If a virtual teacher increases the performance of learners, why would we persevere with teachers? They are areas where demand is huge and universal, yet supply limited and expensive. Forget the digital divide – the educational divide is far worse. The idea of a Universal Teacher is firmly on the horizon, one that has a degree in every subject and the pedagogic abilities of the best teacher, as that pedagogy is built into the personalised teaching process, available 24/7, to anyone, anywhere.

 

Physicians

The average GP has close to a 5% error rate on diagnosis. If a virtual Doctor gets below that, let’s say 2%, why would we persevere with general physicians. We are more than happy to replace physical labour with smart machines, why not knowledge workers. Why should they get a pass when others did not?

 

This is why Bill gates sees learning and healthcare as the two big beneficiaries of AI. 

Being a teacher or physician are means to an end. If the means has better outcomes, we should embrace its potential.

 

Is there anything left?

We saw ourselves as being uniquely created creatures with exceptional abilities. Skills and abilities were seen as exclusively human. Yet, as we moved from the fields to factories and hardly anyone worked in agriculture, those skills were largely replaced by physical and psychological technology. When manufacturing skills were replaced by machines, we moved from factories to offices. We then thought that we’d all be invincible knowledge workers; high reward professionals who work in offices, or at home on Zoom – we are not.

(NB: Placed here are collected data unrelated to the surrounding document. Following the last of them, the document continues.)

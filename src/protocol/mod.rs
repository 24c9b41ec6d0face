//! Binary frame protocol: packed wire header plus float payload codec.

pub mod codec;
pub mod header;

pub use codec::{decode, encode, Frame};
pub use header::{
    DataVersion, FrameHeader, ACTOR_NAME_LEN, END_TOKEN, HEADER_SIZE, MAX_VALUE_COUNT,
    START_TOKEN,
};
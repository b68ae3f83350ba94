// src/db/user_repo.rs

use sqlx::PgPool;
use uuid::Uuid;

use crate::{
    common::error::AppError,
    models::auth::{Role, User},
};

const USER_SELECT: &str =
    "SELECT id, username, email, password_hash, role, created_at, updated_at FROM users";

// O repositório de usuários, responsável por todas as interações com a tabela 'users'
#[derive(Clone)]
pub struct UserRepository {
    pool: PgPool,
}

impl UserRepository {
    pub fn new(pool: PgPool) -> Self {
        Self { pool }
    }

    pub async fn find_by_username(&self, username: &str) -> Result<Option<User>, AppError> {
        let sql = format!("{USER_SELECT} WHERE username = $1");
        Ok(sqlx::query_as::<_, User>(&sql)
            .bind(username)
            .fetch_optional(&self.pool)
            .await?)
    }

    pub async fn find_by_id(&self, id: Uuid) -> Result<Option<User>, AppError> {
        let sql = format!("{USER_SELECT} WHERE id = $1");
        Ok(sqlx::query_as::<_, User>(&sql)
            .bind(id)
            .fetch_optional(&self.pool)
            .await?)
    }

    pub async fn create_user(
        &self,
        username: &str,
        email: &str,
        password_hash: &str,
        role: Role,
    ) -> Result<User, AppError> {
        let user = sqlx::query_as::<_, User>(
            "INSERT INTO users (username, email, password_hash, role)
             VALUES ($1, $2, $3, $4)
             RETURNING id, username, email, password_hash, role, created_at, updated_at",
        )
        .bind(username)
        .bind(email)
        .bind(password_hash)
        .bind(role)
        .fetch_one(&self.pool)
        .await?;

        Ok(user)
    }
}
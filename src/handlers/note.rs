// src/handlers/note.rs

use axum::{
    Json,
    extract::{Query, State},
    http::StatusCode,
    response::IntoResponse,
};
use serde::Deserialize;
use serde_json::json;
use uuid::Uuid;
use validator::Validate;

use crate::{
    common::{error::AppError, pagination::Pagination},
    config::AppState,
    db::note_repo::NoteFilter,
    middleware::{auth::AuthenticatedUser, client_meta::ClientMeta},
    models::audit::AuditAction,
    models::note::{CreateNotePayload, NoteType, UpdateNotePayload},
    services::access::{self, EntityKind, Operation},
};

use super::lead::DeleteQuery;

#[derive(Debug, Deserialize)]
pub struct NoteListQuery {
    pub lead: Option<Uuid>,
    pub note_type: Option<NoteType>,
    pub created_by: Option<Uuid>,
    pub search: Option<String>,
    pub page: Option<u32>,
    pub rows: Option<u32>,
}

pub async fn list_notes(
    State(app_state): State<AppState>,
    AuthenticatedUser(user): AuthenticatedUser,
    Query(params): Query<NoteListQuery>,
) -> Result<impl IntoResponse, AppError> {
    let pagination = Pagination::new(params.page, params.rows)?;
    let filter = NoteFilter {
        lead: params.lead,
        note_type: params.note_type,
        created_by: params.created_by,
        search: params.search,
        scope: access::scope_for(&user),
    };

    let total = app_state.note_repo.count(&filter).await?;
    let offset = pagination.offset(total)?;
    let notes = app_state.note_repo.list(&filter, pagination.rows, offset).await?;

    Ok(Json(json!({
        "message": "Notes Fetched Successfully",
        "notes": notes,
        "current_page": pagination.page,
        "last_page": pagination.last_page(total),
        "total": total,
    })))
}

pub async fn create_note(
    State(app_state): State<AppState>,
    AuthenticatedUser(user): AuthenticatedUser,
    meta: ClientMeta,
    Json(payload): Json<CreateNotePayload>,
) -> Result<impl IntoResponse, AppError> {
    payload.validate()?;

    let lead = app_state
        .lead_repo
        .find_by_id(payload.lead)
        .await?
        .ok_or_else(|| AppError::NotFound("Lead not found".to_string()))?;

    access::can_mutate(&user, EntityKind::Note, lead.owner_id, Operation::Create)?;

    let note = app_state
        .note_repo
        .create(
            lead.id,
            &payload.content,
            payload.note_type.unwrap_or(NoteType::General),
            user.id,
        )
        .await?;

    app_state
        .audit
        .record(user.id, AuditAction::Create, &note, None, &meta)
        .await?;

    Ok((
        StatusCode::CREATED,
        Json(json!({
            "message": "Note created successfully",
            "note": note,
        })),
    ))
}

pub async fn update_note(
    State(app_state): State<AppState>,
    AuthenticatedUser(user): AuthenticatedUser,
    meta: ClientMeta,
    Json(payload): Json<UpdateNotePayload>,
) -> Result<impl IntoResponse, AppError> {
    let note = app_state
        .note_repo
        .find_by_id(payload.id)
        .await?
        .ok_or_else(|| AppError::NotFound("Note not found".to_string()))?;

    access::can_mutate(&user, EntityKind::Note, note.lead_owner_id, Operation::Update)?;

    let old_values = note.change_snapshot();

    let updated = app_state
        .note_repo
        .update(
            note.id,
            payload.content.as_deref().unwrap_or(&note.content),
            payload.note_type.unwrap_or(note.note_type),
        )
        .await?;

    app_state
        .audit
        .record(user.id, AuditAction::Update, &updated, Some(old_values), &meta)
        .await?;

    Ok(Json(json!({
        "message": "Note updated successfully",
        "note": updated,
    })))
}

pub async fn delete_note(
    State(app_state): State<AppState>,
    AuthenticatedUser(user): AuthenticatedUser,
    meta: ClientMeta,
    Query(params): Query<DeleteQuery>,
) -> Result<impl IntoResponse, AppError> {
    let note = app_state
        .note_repo
        .find_by_id(params.id)
        .await?
        .ok_or_else(|| AppError::NotFound("Note not found".to_string()))?;

    access::can_mutate(&user, EntityKind::Note, note.lead_owner_id, Operation::Delete)?;

    let old_values = note.change_snapshot();
    app_state
        .audit
        .record(user.id, AuditAction::Delete, &note, Some(old_values), &meta)
        .await?;

    app_state.note_repo.delete(note.id).await?;

    Ok(Json(json!({ "message": "Note deleted successfully" })))
}
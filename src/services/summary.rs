// src/services/summary.rs
//
// Resumo de notas por IA (Gemini). O contrato do serviço é nunca falhar:
// sem chave, com timeout ou com resposta inválida ele degrada para um
// resumo local determinístico.

use std::time::Duration;

use serde_json::{Value, json};

/// Limite de caracteres do resumo local para nota única.
const SINGLE_NOTE_LIMIT: usize = 200;
/// Limite de caracteres da "última nota" no resumo local de várias notas.
const LATEST_NOTE_LIMIT: usize = 150;

const GEMINI_URL: &str =
    "https://generativelanguage.googleapis.com/v1beta/models/gemini-1.5-flash:generateContent";

#[derive(Clone)]
pub struct SummaryService {
    client: reqwest::Client,
    api_key: Option<String>,
}

impl SummaryService {
    pub fn new(api_key: Option<String>) -> Self {
        if api_key.is_none() {
            tracing::warn!("GEMINI_API_KEY ausente; resumos usarão o fallback local");
        }
        // A chamada externa é limitada por timeout: nunca segura a
        // requisição indefinidamente.
        let client = reqwest::Client::builder()
            .timeout(Duration::from_secs(10))
            .build()
            .unwrap_or_default();
        Self { client, api_key }
    }

    pub fn is_available(&self) -> bool {
        self.api_key.is_some()
    }

    /// Resume as notas de um lead (mais recente primeiro). Nunca retorna erro.
    pub async fn summarize(&self, notes: &[String], lead_name: &str) -> String {
        if notes.is_empty() {
            return "No notes available for this lead.".to_string();
        }

        let Some(api_key) = &self.api_key else {
            return fallback_summary(notes, lead_name);
        };

        let prompt = summary_prompt(&prepare_context(notes, lead_name));

        // Uma retentativa antes de degradar para o resumo local.
        for attempt in 0..2 {
            match self.generate(api_key, &prompt).await {
                Ok(text) if !text.is_empty() => return text,
                Ok(_) => {
                    tracing::warn!("resposta vazia do Gemini (tentativa {})", attempt + 1);
                }
                Err(e) => {
                    tracing::warn!("falha na chamada ao Gemini (tentativa {}): {e}", attempt + 1);
                }
            }
        }

        fallback_summary(notes, lead_name)
    }

    async fn generate(&self, api_key: &str, prompt: &str) -> anyhow::Result<String> {
        let body = json!({
            "contents": [{ "parts": [{ "text": prompt }] }]
        });

        let response: Value = self
            .client
            .post(format!("{GEMINI_URL}?key={api_key}"))
            .json(&body)
            .send()
            .await?
            .error_for_status()?
            .json()
            .await?;

        let text = response
            .pointer("/candidates/0/content/parts/0/text")
            .and_then(Value::as_str)
            .unwrap_or_default();

        Ok(text.trim().to_string())
    }
}

fn prepare_context(notes: &[String], lead_name: &str) -> String {
    if notes.len() == 1 {
        return format!("Note for {lead_name}:\n{}", notes[0]);
    }

    let mut parts = vec![format!("Notes for {lead_name}:")];
    for (i, note) in notes.iter().enumerate() {
        parts.push(format!("\nNote {}:\n{note}", i + 1));
    }
    parts.join("\n")
}

fn summary_prompt(context: &str) -> String {
    format!(
        "You are a sales assistant helping to summarize lead notes. Please provide \
         a concise, professional summary of the following notes:\n\n{context}\n\n\
         Please provide:\n\
         1. A brief overview of the lead's current situation\n\
         2. Key points from the notes\n\
         3. Any action items or follow-ups needed\n\
         4. Overall sentiment or progress indication\n\n\
         Keep the summary professional and actionable. Focus on the most important \
         information that would help a sales team understand the lead's status."
    )
}

/// Corta em `limit` caracteres, anexando "..." quando houve corte.
fn truncate(text: &str, limit: usize) -> String {
    if text.chars().count() <= limit {
        text.to_string()
    } else {
        let cut: String = text.chars().take(limit).collect();
        format!("{cut}...")
    }
}

/// Resumo local determinístico usado quando a IA não responde.
fn fallback_summary(notes: &[String], lead_name: &str) -> String {
    if notes.len() == 1 {
        return format!(
            "Summary for {lead_name}: {}",
            truncate(&notes[0], SINGLE_NOTE_LIMIT)
        );
    }

    let mut parts = vec![
        format!("Summary for {lead_name}:"),
        format!("Total notes: {}", notes.len()),
    ];
    // notes chega ordenado da mais recente para a mais antiga.
    parts.push(format!(
        "Latest note: {}",
        truncate(&notes[0], LATEST_NOTE_LIMIT)
    ));
    parts.push("(AI summary unavailable - showing basic summary)".to_string());

    parts.join("\n")
}

#[cfg(test)]
mod tests {
    use super::*;

    #[tokio::test]
    async fn empty_notes_short_circuit_without_calling_anything() {
        let svc = SummaryService::new(None);
        let summary = svc.summarize(&[], "Acme").await;
        assert_eq!(summary, "No notes available for this lead.");
    }

    #[tokio::test]
    async fn without_api_key_falls_back_to_local_summary() {
        let svc = SummaryService::new(None);
        assert!(!svc.is_available());
        let summary = svc.summarize(&["met them".to_string()], "Acme").await;
        assert_eq!(summary, "Summary for Acme: met them");
    }

    #[test]
    fn single_note_fallback_truncates_at_200_chars() {
        let long = "a".repeat(250);
        let summary = fallback_summary(&[long], "Acme");
        assert!(summary.starts_with("Summary for Acme: "));
        assert!(summary.ends_with("..."));
        assert!(summary.contains(&"a".repeat(200)));
        assert!(!summary.contains(&"a".repeat(201)));
    }

    #[test]
    fn multi_note_fallback_reports_count_and_latest_note() {
        let notes = vec!["most recent".to_string(), "older".to_string()];
        let summary = fallback_summary(&notes, "Acme");
        let lines: Vec<&str> = summary.lines().collect();
        assert_eq!(lines[0], "Summary for Acme:");
        assert_eq!(lines[1], "Total notes: 2");
        assert_eq!(lines[2], "Latest note: most recent");
        assert_eq!(lines[3], "(AI summary unavailable - showing basic summary)");
    }

    #[test]
    fn multi_note_fallback_truncates_latest_note_at_150_chars() {
        let notes = vec!["b".repeat(180), "older".to_string()];
        let summary = fallback_summary(&notes, "Acme");
        assert!(summary.contains(&format!("Latest note: {}...", "b".repeat(150))));
    }

    #[test]
    fn context_numbers_notes_when_there_are_several() {
        let notes = vec!["first".to_string(), "second".to_string()];
        let ctx = prepare_context(&notes, "Acme");
        assert!(ctx.starts_with("Notes for Acme:"));
        assert!(ctx.contains("Note 1:\nfirst"));
        assert!(ctx.contains("Note 2:\nsecond"));

        let single = prepare_context(&notes[..1], "Acme");
        assert_eq!(single, "Note for Acme:\nfirst");
    }
}
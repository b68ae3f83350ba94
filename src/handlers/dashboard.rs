// src/handlers/dashboard.rs
//
// Visão agregada do CRM: totais, atividade recente e dados de gráfico.
// Por decisão de produto esta visão NÃO aplica o escopo por papel.

use axum::{
    Json,
    extract::{Query, State},
    response::IntoResponse,
};
use serde::Deserialize;
use serde_json::json;
use uuid::Uuid;

use crate::{
    common::error::AppError,
    config::AppState,
    middleware::auth::AuthenticatedUser,
    models::dashboard::DashboardFilter,
};

use super::audit::parse_date_bound;

#[derive(Debug, Deserialize)]
pub struct DashboardQuery {
    pub start_date: Option<String>,
    pub end_date: Option<String>,
    pub user_id: Option<Uuid>,
}

pub async fn get_dashboard(
    State(app_state): State<AppState>,
    AuthenticatedUser(_user): AuthenticatedUser,
    Query(params): Query<DashboardQuery>,
) -> Result<impl IntoResponse, AppError> {
    let filter = DashboardFilter {
        start_date: params
            .start_date
            .as_deref()
            .map(|raw| parse_date_bound(raw, "start_date"))
            .transpose()?,
        end_date: params
            .end_date
            .as_deref()
            .map(|raw| parse_date_bound(raw, "end_date"))
            .transpose()?,
        user_id: params.user_id,
    };

    let counts = app_state.dashboard_repo.counts(&filter).await?;
    let recent = app_state.dashboard_repo.recent(&filter).await?;
    let charts = app_state.dashboard_repo.charts(&filter).await?;

    Ok(Json(json!({
        "message": "Dashboard data fetched successfully",
        "counts": counts,
        "recent": recent,
        "charts": charts,
    })))
}
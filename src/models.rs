pub mod auth;
pub mod lead;
pub use lead::Lead;
pub mod contact;
pub use contact::Contact;
pub mod note;
pub use note::Note;
pub mod reminder;
pub use reminder::Reminder;
pub mod correspondence;
pub use correspondence::Correspondence;
pub mod audit;
pub mod dashboard;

In fact, we are just as vulnerable to technological replacement as those previous groups.

 

To date that expertise has been expensive and lengthy to replicate in humans, so it remained scarce – too few doctors, teachers, lawyers, accountants, so the professions exist, with exceptionally long and expensive training periods, so are not available to all.  That captured cultural capital is can now be used to benefit us all. What we did not forsee was that writing, then printing then digital storage, had captured much of our expertise. It could be mined to generate through AI expertise on-demand, for anyone.

 

We have to accept our limitations and deal with this new future as best we can, to suit our needs. This is especially true in ‘learning’, a social good that through digital disintermediation can be democratised and brought to far greater numbers at very low cost. We need to get over ourselves. We are not as exceptional as we thought, in ANY domain.